Wednesday, August 15, 2012: 10:00 AM
Meeting Room 11-12, Columbia Hall, Terrace level (Washington Hilton)
Hydrolysis of lignocellulosic biomass offers a vast, renewable resource of monosaccharides which can be fermented to produce ethanol for fuel, as well as other valuable chemicals. Research over the past decade on enzymatic hydrolysis of lignocellulosic material has resulted in dramatic lowering of the enzyme dosage required for hydrolysis, which has had an enabling effect on the industry. One remarkable finding was that addition of a crude fermentation broth from Thielavia terrestris to a Trichoderma reesei enzyme preparation resulted in a 2-fold lowering of the protein required for hydrolysis. This led to the discovery that certain proteins from previously classified glycoside hydrolase family 61 (GH61s) were responsible for this hydrolysis boosting effect. The reason for this boosting was largely unknown, as structural and biochemical assay analysis did not reveal glycoside hydrolase properties.
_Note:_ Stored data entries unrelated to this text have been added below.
/// One encoded unit on the wire
///
/// The envelope adds the session id to whichever variant is inside. It is
/// `None` only while the session handshake itself is in flight.
///
/// # Examples
///
/// ```rust
/// use slink_core::{Frame, RequestId, SessionId};
/// use serde_json::json;
///
/// let frame = Frame::request(
///     Some(SessionId::from("S1")),
///     RequestId::from(1),
///     "ping",
///     json!({"echo": "hi"}),
/// );
/// assert!(frame.is_request());
/// assert!(!frame.is_notification());
/// ```
#[derive(Debug, Clone, Serialize, Deserialize)]
pub struct Frame {
    /// The session this frame belongs to; absent during the handshake
    #[serde(default, skip_serializing_if = "Option::is_none")]
    pub session_id: Option<SessionId>,
    #[serde(flatten)]
    pub kind: FrameKind,
}

impl Frame {
    /// Build a request frame
    ///
    /// # Arguments
    ///
    /// * `session_id` - Current session, or `None` during the handshake
    /// * `request_id` - Correlation id for the eventual reply
    /// * `op` - Operation name
    /// * `body` - Operation parameters
    pub fn request(
        session_id: Option<SessionId>,
        request_id: RequestId,
        op: impl Into<String>,
        body: serde_json::Value,
    ) -> Self {
        Self {
            session_id,
            kind: FrameKind::Request(RequestFrame {
                request_id,
                op: op.into(),
                body,
            }),
        }
    }

    /// Build a reply frame
    ///
    /// # Arguments
    ///
    /// * `session_id` - Session the reply belongs to
    /// * `request_id` - Correlation id echoed from the request
    /// * `op` - Operation name echoed from the request
    /// * `status` - Success or error outcome
    /// * `body` - Result payload
    pub fn reply(
        session_id: Option<SessionId>,
        request_id: RequestId,
        op: impl Into<String>,
        status: ReplyStatus,
        body: serde_json::Value,
    ) -> Self {
        Self {
            session_id,
            kind: FrameKind::Reply(ReplyFrame {
                request_id,
                op: op.into(),
                status,
                body,
            }),
        }
    }

    /// Build a notification frame
    ///
    /// # Arguments
    ///
    /// * `session_id` - Session the notification belongs to
    /// * `subscription_id` - Stream the notification belongs to
    /// * `op` - Notification kind
    /// * `body` - Notification payload
    pub fn notification(
        session_id: Option<SessionId>,
        subscription_id: SubscriptionId,
        op: impl Into<String>,
        body: serde_json::Value,
    ) -> Self {
        Self {
            session_id,
            kind: FrameKind::Notification(NotificationFrame {
                subscription_id,
                op: op.into(),
                body,
            }),
        }
    }

    /// True for the `Request` variant
    pub fn is_request(&self) -> bool {
        matches!(self.kind, FrameKind::Request(_))
    }

    /// True for the `Reply` variant
    pub fn is_reply(&self) -> bool {
        matches!(self.kind, FrameKind::Reply(_))
    }

    /// True for the `Notification` variant
    pub fn is_notification(&self) -> bool {
        matches!(self.kind, FrameKind::Notification(_))
    }
}

#[cfg(test)]
mod tests {
    use super::*;
    use serde_json::json;

    #[test]
    fn test_request_id_allocator_is_monotonic() {
        let ids = RequestIdAllocator::new();
        let a = ids.next();
        let b = ids.next();
        assert!(b > a);

        let clone = ids.clone();
        let c = clone.next();
        assert!(c > b, "clones share the same counter");
    }

    #[test]
    fn test_reply_status_success_literal() {
        assert!(ReplyStatus::success().is_success());
        assert!(!ReplyStatus::error("NO_SUCH_FLOW", "unknown flow").is_success());
        assert_eq!(ReplyStatus::success().code, "SUCCESS");
    }

    #[test]
    fn test_session_ops_classification() {
        assert!(ops::is_session_op(ops::SESSION_CREATE));
        assert!(ops::is_session_op(ops::SESSION_KEEPALIVE));
        assert!(ops::is_session_op(ops::SESSION_DESTROY));
        assert!(!ops::is_session_op("flow.subscribe"));
    }

    #[test]
    fn test_frame_serialization_round_trip() {
        let frame = Frame::request(
            Some(SessionId::from("S1")),
            RequestId::from(7),
            "ping",
            json!({"echo": "hello"}),
        );

        let encoded = serde_json::to_vec(&frame).unwrap();
        let decoded: Frame = serde_json::from_slice(&encoded).unwrap();

        assert_eq!(decoded.session_id, Some(SessionId::from("S1")));
        match decoded.kind {
            FrameKind::Request(req) => {
                assert_eq!(req.request_id, RequestId::from(7));
                assert_eq!(req.op, "ping");
                assert_eq!(req.body["echo"], "hello");
            }
            other => panic!("expected request, got {other:?}"),
        }
    }

    #[test]
    fn test_frame_kind_tag() {
        let frame = Frame::notification(
            Some(SessionId::from("S1")),
            SubscriptionId::from("sub-1"),
            "flow.update",
            json!({"value": 1}),
        );
        let text = serde_json::to_string(&frame).unwrap();
        assert!(text.contains("\"kind\":\"notification\""));
        assert!(text.contains("\"subscription_id\":\"sub-1\""));
    }

    #[test]
    fn test_frame_without_session_id() {
        let frame = Frame::request(None, RequestId::from(0), ops::SESSION_CREATE, json!({}));
        let text = serde_json::to_string(&frame).unwrap();
        assert!(!text.contains("session_id"));

        let decoded: Frame = serde_json::from_str(&text).unwrap();
        assert!(decoded.session_id.is_none());
    }

    #[test]
    fn test_frame_predicates() {
        let req = Frame::request(None, RequestId::from(1), "ping", json!(null));
        assert!(req.is_request());
        assert!(!req.is_reply());

        let reply = Frame::reply(
            None,
            RequestId::from(1),
            "ping",
            ReplyStatus::success(),
            json!(null),
        );
        assert!(reply.is_reply());
        assert!(!reply.is_notification());
    }
}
More recently, we have shown that GH61s in combination with cellobiose dehydrogenase (CDH) shows remarkable synergy with cellulases for cleavage of crystalline and amorphous cellulose, and the products include both oxidized and non-oxidized oligosaccharides. We have shown that small molecules, such as gallic or ascorbic acid, can activate GH61s, promoting GH61 activity on cellulose. These findings suggest that GH61s operate on cellulose with a mechanism involving oxidoreductive steps, rather than a conventional glycoside hydrolysis. In addition, we have shown through proteomics of T. terrestris that both CDH and GH61s appear to be induced under cellulose growth conditions, which when combined with biochemical results may suggest a biological role for this enzyme combination in the breakdown of lignocellulosic biomass.